#### EXERCISE:
Return the run of lines below that opens with the line containing "self.recorder.stroke_path(path, color, width);" and closes with the line containing "CPU layers sized", keeping each one exact.

# # # # # # #

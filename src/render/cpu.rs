use crate::foundation::core::{Affine, BezPath, Point, Rgba8, Viewport};
use crate::foundation::error::{RevealError, RevealResult};
use crate::render::composite::{fill_in_place, over_in_place};
use crate::render::surface::{DrawCmd, DrawSurface, Layers, RecordingSurface};

/// A rendered frame as RGBA8 pixels.
///
/// Frames are premultiplied alpha; the `premultiplied` flag keeps that explicit at API
/// boundaries.
#[derive(Clone, Debug)]
pub struct FrameRGBA {
    /// Frame width in pixels.
    pub width: u32,
    /// Frame height in pixels.
    pub height: u32,
    /// RGBA8 bytes, tightly packed, row-major.
    pub data: Vec<u8>,
    /// Whether `data` is premultiplied alpha.
    pub premultiplied: bool,
}

impl FrameRGBA {
    /// Pixel at `(x, y)`.
    pub fn pixel(&self, x: u32, y: u32) -> Option<[u8; 4]> {
        if x >= self.width || y >= self.height {
            return None;
        }
        let i = (y as usize * self.width as usize + x as usize) * 4;
        let px = self.data.get(i..i + 4)?;
        Some([px[0], px[1], px[2], px[3]])
    }

    /// Copy of the pixels with straight alpha, as image encoders expect.
    pub fn to_straight_rgba(&self) -> Vec<u8> {
        if !self.premultiplied {
            return self.data.clone();
        }
        let mut out = Vec::with_capacity(self.data.len());
        for px in self.data.chunks_exact(4) {
            out.extend_from_slice(&crate::render::composite::unpremultiply([
                px[0], px[1], px[2], px[3],
            ]));
        }
        out
    }
}

/// Surface rasterized on the CPU by `vello_cpu`.
///
/// Commands are recorded in CSS pixels and replayed into a fresh pixmap, scaled by the device
/// pixel ratio, when [`CpuSurface::rasterize`] is called.
#[derive(Clone, Debug)]
pub struct CpuSurface {
    viewport: Viewport,
    width: u16,
    height: u16,
    recorder: RecordingSurface,
}

impl CpuSurface {
    /// Create a surface sized for `viewport`.
    pub fn new(viewport: &Viewport) -> RevealResult<Self> {
        let (width, height) = pixmap_dims(viewport)?;
        Ok(Self {
            viewport: *viewport,
            width,
            height,
            recorder: RecordingSurface::new(),
        })
    }

    /// Backing-store size in physical pixels.
    pub fn pixel_size(&self) -> (u32, u32) {
        (u32::from(self.width), u32::from(self.height))
    }

    /// Commands recorded since the last clear.
    pub fn commands(&self) -> &[DrawCmd] {
        self.recorder.commands()
    }

    /// Replay the recorded commands into a premultiplied RGBA8 frame with a transparent
    /// background.
    #[tracing::instrument(skip(self), fields(width = self.width, height = self.height))]
    pub fn rasterize(&self) -> RevealResult<FrameRGBA> {
        let mut ctx = vello_cpu::RenderContext::new(self.width, self.height);
        let dpr = Affine::scale(self.viewport.device_pixel_ratio);

        for cmd in self.recorder.commands() {
            match cmd {
                DrawCmd::Stroke { path, color, width } => {
                    ctx.set_transform(affine_to_cpu(dpr));
                    ctx.set_paint(color_to_cpu(*color));
                    ctx.set_stroke(vello_cpu::kurbo::Stroke::new(*width));
                    ctx.stroke_path(&bezpath_to_cpu(path));
                }
                DrawCmd::Fill {
                    path,
                    transform,
                    color,
                } => {
                    ctx.set_transform(affine_to_cpu(dpr * *transform));
                    ctx.set_paint(color_to_cpu(*color));
                    ctx.fill_path(&bezpath_to_cpu(path));
                }
            }
        }

        let mut pixmap = vello_cpu::Pixmap::new(self.width, self.height);
        ctx.flush();
        ctx.render_to_pixmap(&mut pixmap);

        Ok(FrameRGBA {
            width: u32::from(self.width),
            height: u32::from(self.height),
            data: pixmap.data_as_u8_slice().to_vec(),
            premultiplied: true,
        })
    }
}

impl DrawSurface for CpuSurface {
    fn resize(&mut self, viewport: &Viewport) -> RevealResult<()> {
        let (width, height) = pixmap_dims(viewport)?;
        self.viewport = *viewport;
        self.width = width;
        self.height = height;
        self.recorder.resize(viewport)
    }

    fn clear(&mut self) {
        self.recorder.clear();
    }

    fn stroke_path(&mut self, path: &BezPath, color: Rgba8, width: f64) {
        self.recorder.stroke_path(path, color, width);
    }

    fn fill_path(&mut self, path: &BezPath, transform: Affine, color: Rgba8) {
        self.recorder.fill_path(path, transform, color);
    }
}

impl Layers<CpuSurface> {
    /// CPU layers sized for `viewport`.
    pub fn cpu(viewport: &Viewport) -> RevealResult<Self> {
        let outline = CpuSurface::new(viewport)?;
        let fill = CpuSurface::new(viewport)?;
        Ok(Self::new(outline, fill))
    }

    /// Flatten background, outline layer and fill layer into one frame.
    pub fn compose(&self, background: Option<Rgba8>) -> RevealResult<FrameRGBA> {
        let mut frame = self.outline.rasterize()?;
        let fill = self.fill.rasterize()?;
        if frame.width != fill.width || frame.height != fill.height {
            return Err(RevealError::render("outline/fill layer size mismatch"));
        }

        if let Some(bg) = background {
            let mut base = vec![0u8; frame.data.len()];
            fill_in_place(&mut base, bg.to_premul());
            over_in_place(&mut base, &frame.data)?;
            frame.data = base;
        }
        over_in_place(&mut frame.data, &fill.data)?;
        Ok(frame)
    }
}

fn pixmap_dims(viewport: &Viewport) -> RevealResult<(u16, u16)> {
    let (w, h) = viewport.pixel_size();
    let width: u16 = w
        .try_into()
        .map_err(|_| RevealError::render("surface width exceeds u16"))?;
    let height: u16 = h
        .try_into()
        .map_err(|_| RevealError::render("surface height exceeds u16"))?;
    Ok((width, height))
}

fn color_to_cpu(c: Rgba8) -> vello_cpu::peniko::Color {
    vello_cpu::peniko::Color::from_rgba8(c.r, c.g, c.b, c.a)
}

fn affine_to_cpu(a: Affine) -> vello_cpu::kurbo::Affine {
    vello_cpu::kurbo::Affine::new(a.as_coeffs())
}

fn point_to_cpu(p: Point) -> vello_cpu::kurbo::Point {
    vello_cpu::kurbo::Point::new(p.x, p.y)
}

fn bezpath_to_cpu(path: &BezPath) -> vello_cpu::kurbo::BezPath {
    use kurbo::PathEl;

    let mut out = vello_cpu::kurbo::BezPath::new();
    for &el in path.elements() {
        match el {
            PathEl::MoveTo(p) => out.move_to(point_to_cpu(p)),
            PathEl::LineTo(p) => out.line_to(point_to_cpu(p)),
            PathEl::QuadTo(p1, p2) => out.quad_to(point_to_cpu(p1), point_to_cpu(p2)),
            PathEl::CurveTo(p1, p2, p3) => {
                out.curve_to(point_to_cpu(p1), point_to_cpu(p2), point_to_cpu(p3));
            }
            PathEl::ClosePath => out.close_path(),
        }
    }
    out
}

#[cfg(test)]
#[path = "../../tests/unit/render/cpu.rs"]
mod tests;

# # # # # # #

#### TASK OUTPUT:
        self.recorder.stroke_path(path, color, width);
    }

    fn fill_path(&mut self, path: &BezPath, transform: Affine, color: Rgba8) {
        self.recorder.fill_path(path, transform, color);
    }
}

impl Layers<CpuSurface> {
    /// CPU layers sized for `viewport`.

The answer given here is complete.